**Problem description:** If a line includes "await", copy it out of the entries.

(Provided data Opens)

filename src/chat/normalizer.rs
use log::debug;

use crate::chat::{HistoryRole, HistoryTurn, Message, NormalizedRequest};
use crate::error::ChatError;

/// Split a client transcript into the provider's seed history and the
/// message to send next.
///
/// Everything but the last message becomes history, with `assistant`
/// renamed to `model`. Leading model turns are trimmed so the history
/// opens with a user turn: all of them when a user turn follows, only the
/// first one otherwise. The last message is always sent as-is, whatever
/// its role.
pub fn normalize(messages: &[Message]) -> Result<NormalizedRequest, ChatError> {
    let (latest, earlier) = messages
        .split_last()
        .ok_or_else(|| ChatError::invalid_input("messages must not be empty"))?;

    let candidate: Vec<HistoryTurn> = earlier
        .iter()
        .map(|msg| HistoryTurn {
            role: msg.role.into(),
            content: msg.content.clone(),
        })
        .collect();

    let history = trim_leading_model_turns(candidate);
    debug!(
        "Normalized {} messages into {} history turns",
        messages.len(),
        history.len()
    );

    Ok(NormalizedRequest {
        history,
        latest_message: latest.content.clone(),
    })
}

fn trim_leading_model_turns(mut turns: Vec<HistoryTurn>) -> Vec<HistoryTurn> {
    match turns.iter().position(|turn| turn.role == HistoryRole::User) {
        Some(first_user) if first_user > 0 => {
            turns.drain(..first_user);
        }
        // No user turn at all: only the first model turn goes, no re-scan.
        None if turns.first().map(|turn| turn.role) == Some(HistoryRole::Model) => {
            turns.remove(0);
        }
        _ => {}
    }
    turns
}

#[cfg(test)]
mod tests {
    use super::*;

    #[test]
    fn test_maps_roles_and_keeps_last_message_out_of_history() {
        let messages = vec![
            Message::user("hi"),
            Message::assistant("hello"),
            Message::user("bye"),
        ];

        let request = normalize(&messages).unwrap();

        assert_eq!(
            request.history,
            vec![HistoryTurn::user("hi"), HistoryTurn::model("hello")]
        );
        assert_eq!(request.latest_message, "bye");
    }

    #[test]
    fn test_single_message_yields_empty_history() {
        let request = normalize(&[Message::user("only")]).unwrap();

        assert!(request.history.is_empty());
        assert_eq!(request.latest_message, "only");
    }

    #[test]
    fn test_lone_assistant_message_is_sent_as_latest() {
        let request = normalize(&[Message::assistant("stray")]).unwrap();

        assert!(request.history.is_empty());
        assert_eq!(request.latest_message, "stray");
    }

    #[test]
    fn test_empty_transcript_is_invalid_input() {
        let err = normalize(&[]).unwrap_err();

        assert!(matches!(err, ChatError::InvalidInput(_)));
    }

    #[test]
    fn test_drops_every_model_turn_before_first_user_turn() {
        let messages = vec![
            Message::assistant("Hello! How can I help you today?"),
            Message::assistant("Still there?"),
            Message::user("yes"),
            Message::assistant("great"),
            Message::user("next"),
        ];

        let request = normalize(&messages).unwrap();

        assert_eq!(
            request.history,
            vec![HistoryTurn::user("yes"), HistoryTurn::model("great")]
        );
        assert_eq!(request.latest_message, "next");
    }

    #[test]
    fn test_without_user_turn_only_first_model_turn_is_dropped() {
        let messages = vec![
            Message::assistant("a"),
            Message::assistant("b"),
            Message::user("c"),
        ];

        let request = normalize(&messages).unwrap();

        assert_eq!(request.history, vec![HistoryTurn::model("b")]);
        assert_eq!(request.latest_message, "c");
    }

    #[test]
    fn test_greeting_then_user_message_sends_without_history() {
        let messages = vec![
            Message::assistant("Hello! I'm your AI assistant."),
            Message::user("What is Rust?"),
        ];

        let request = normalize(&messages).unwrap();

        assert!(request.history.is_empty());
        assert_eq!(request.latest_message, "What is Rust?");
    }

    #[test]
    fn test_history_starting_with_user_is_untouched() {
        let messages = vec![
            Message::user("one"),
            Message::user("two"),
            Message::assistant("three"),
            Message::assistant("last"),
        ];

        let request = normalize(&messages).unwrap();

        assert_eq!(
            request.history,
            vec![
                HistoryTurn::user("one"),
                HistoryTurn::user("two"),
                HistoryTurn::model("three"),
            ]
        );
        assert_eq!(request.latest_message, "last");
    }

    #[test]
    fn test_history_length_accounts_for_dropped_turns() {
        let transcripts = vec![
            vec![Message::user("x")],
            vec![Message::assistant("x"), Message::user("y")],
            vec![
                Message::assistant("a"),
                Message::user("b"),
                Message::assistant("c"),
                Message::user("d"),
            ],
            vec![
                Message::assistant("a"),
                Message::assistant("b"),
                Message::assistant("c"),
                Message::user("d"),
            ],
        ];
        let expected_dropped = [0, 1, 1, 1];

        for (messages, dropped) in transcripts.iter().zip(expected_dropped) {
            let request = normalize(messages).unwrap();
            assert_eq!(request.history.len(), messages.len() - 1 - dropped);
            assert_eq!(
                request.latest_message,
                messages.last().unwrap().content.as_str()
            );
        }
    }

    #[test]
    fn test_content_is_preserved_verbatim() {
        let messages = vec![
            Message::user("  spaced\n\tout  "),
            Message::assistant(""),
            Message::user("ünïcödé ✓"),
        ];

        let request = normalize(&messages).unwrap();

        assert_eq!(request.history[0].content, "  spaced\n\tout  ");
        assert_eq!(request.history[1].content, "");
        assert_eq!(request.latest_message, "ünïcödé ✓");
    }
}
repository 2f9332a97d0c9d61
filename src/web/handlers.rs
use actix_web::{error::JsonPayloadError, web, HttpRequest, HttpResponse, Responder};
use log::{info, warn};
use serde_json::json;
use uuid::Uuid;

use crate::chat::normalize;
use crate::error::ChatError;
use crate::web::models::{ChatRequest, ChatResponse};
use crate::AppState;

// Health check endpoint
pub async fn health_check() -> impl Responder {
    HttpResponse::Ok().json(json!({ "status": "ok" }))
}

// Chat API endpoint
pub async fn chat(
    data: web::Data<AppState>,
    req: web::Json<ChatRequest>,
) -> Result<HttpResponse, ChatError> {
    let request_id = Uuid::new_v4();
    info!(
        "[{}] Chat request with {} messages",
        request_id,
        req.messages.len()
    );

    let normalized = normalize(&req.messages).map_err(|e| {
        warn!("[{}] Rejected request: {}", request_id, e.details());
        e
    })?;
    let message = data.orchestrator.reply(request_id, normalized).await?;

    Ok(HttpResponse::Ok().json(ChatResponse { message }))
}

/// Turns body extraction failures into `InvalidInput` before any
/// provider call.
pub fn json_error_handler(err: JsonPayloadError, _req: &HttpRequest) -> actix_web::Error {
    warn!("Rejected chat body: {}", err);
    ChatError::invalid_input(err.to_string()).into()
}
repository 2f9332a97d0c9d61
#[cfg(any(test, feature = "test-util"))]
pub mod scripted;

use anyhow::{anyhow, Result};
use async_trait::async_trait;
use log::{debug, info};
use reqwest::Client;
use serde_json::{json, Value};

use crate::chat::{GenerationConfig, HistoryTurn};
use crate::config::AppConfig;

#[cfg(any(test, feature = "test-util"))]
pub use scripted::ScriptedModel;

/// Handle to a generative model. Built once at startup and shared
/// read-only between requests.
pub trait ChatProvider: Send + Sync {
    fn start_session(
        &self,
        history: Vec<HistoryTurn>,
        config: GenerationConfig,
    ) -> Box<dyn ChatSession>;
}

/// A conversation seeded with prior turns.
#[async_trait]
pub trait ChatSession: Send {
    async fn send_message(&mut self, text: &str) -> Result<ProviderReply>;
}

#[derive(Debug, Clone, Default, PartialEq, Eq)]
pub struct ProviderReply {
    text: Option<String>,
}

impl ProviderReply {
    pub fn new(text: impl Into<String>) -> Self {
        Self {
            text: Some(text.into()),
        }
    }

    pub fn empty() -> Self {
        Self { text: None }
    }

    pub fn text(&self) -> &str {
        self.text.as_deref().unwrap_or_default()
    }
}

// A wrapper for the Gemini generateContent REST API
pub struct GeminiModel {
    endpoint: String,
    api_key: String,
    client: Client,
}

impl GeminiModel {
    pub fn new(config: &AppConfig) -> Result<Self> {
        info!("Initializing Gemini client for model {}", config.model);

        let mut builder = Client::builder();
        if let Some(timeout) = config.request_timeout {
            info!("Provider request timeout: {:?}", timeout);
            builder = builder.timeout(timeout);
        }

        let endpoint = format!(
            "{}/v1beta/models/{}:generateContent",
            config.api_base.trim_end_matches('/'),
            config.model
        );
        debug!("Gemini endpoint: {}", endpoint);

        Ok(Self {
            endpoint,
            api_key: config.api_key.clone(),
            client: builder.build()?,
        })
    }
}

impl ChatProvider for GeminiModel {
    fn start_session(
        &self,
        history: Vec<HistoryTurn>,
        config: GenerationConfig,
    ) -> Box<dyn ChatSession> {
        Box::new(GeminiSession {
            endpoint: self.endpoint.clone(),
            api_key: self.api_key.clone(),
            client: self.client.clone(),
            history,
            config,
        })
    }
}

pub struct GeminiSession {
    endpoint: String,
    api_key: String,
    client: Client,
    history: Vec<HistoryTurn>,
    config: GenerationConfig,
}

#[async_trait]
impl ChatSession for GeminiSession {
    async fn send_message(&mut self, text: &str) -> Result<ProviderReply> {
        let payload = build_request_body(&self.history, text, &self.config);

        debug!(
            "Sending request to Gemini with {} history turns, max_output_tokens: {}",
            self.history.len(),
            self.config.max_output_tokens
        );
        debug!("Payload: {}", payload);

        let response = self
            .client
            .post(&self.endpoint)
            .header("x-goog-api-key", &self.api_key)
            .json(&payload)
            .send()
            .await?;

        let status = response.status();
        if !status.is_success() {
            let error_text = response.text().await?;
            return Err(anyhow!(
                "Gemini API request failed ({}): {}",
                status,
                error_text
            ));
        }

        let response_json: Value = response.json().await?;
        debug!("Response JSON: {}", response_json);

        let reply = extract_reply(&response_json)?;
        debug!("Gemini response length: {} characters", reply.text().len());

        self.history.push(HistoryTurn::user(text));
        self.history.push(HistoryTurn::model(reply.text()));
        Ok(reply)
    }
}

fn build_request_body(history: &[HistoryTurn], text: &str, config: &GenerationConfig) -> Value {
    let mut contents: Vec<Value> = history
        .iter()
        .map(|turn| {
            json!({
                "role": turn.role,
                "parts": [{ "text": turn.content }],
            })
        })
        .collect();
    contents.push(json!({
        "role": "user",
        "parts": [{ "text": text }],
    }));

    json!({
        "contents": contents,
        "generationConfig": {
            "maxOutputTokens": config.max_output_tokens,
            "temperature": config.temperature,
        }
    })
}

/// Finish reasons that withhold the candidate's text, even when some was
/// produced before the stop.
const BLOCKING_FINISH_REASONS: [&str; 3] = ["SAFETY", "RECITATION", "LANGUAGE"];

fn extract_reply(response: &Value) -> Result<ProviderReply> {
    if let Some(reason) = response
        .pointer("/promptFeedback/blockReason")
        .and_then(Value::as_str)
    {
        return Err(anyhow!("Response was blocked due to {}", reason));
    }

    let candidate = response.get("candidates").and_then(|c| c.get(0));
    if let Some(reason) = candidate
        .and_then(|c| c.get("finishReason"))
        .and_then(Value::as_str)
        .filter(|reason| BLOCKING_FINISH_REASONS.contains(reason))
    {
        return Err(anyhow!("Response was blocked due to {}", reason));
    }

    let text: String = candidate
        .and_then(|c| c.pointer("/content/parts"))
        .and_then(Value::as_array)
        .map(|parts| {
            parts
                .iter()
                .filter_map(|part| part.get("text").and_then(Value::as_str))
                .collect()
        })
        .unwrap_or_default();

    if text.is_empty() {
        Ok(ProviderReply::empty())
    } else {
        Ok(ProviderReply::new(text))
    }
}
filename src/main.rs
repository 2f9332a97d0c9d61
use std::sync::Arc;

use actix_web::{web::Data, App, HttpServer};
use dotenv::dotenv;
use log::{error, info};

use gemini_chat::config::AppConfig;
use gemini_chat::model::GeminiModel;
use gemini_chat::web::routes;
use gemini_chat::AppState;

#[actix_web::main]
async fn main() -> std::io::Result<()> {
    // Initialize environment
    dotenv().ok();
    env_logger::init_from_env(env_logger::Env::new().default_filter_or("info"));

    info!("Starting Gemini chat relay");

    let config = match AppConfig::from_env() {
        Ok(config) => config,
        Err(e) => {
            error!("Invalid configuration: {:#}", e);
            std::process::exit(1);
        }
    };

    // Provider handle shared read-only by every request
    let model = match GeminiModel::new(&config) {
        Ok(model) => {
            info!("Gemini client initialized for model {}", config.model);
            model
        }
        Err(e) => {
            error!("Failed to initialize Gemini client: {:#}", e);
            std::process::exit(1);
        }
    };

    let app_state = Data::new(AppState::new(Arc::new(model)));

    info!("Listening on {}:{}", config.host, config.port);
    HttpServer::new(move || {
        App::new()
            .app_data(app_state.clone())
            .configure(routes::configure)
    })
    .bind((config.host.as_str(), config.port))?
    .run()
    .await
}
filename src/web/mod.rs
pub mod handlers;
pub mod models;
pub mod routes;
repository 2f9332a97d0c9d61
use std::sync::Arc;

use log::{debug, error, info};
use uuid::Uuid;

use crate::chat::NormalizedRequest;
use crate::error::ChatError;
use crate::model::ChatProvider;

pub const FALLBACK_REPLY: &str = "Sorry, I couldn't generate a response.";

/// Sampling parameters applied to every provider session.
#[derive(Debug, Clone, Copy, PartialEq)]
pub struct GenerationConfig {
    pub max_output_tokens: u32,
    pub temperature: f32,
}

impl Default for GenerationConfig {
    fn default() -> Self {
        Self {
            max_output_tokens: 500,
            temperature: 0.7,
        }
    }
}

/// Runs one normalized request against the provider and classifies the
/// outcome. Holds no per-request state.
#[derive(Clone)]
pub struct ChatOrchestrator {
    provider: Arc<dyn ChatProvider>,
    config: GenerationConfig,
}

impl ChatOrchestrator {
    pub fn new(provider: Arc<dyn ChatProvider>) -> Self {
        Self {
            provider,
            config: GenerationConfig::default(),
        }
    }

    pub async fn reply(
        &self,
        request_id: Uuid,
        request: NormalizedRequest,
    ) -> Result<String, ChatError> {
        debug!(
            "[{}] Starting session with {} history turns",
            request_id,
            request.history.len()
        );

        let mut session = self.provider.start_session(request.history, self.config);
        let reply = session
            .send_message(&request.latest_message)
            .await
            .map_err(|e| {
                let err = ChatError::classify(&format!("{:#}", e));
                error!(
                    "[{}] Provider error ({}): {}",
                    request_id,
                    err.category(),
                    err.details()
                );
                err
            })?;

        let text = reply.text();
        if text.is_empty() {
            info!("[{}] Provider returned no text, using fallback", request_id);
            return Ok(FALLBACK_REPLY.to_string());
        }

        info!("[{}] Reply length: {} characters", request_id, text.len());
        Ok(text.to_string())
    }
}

(Provided data Closes)

**Solved problem:**
    let message = data.orchestrator.reply(request_id, normalized).await?;
            .await?;
            let error_text = response.text().await?;
        let response_json: Value = response.json().await?;
    .await
            .await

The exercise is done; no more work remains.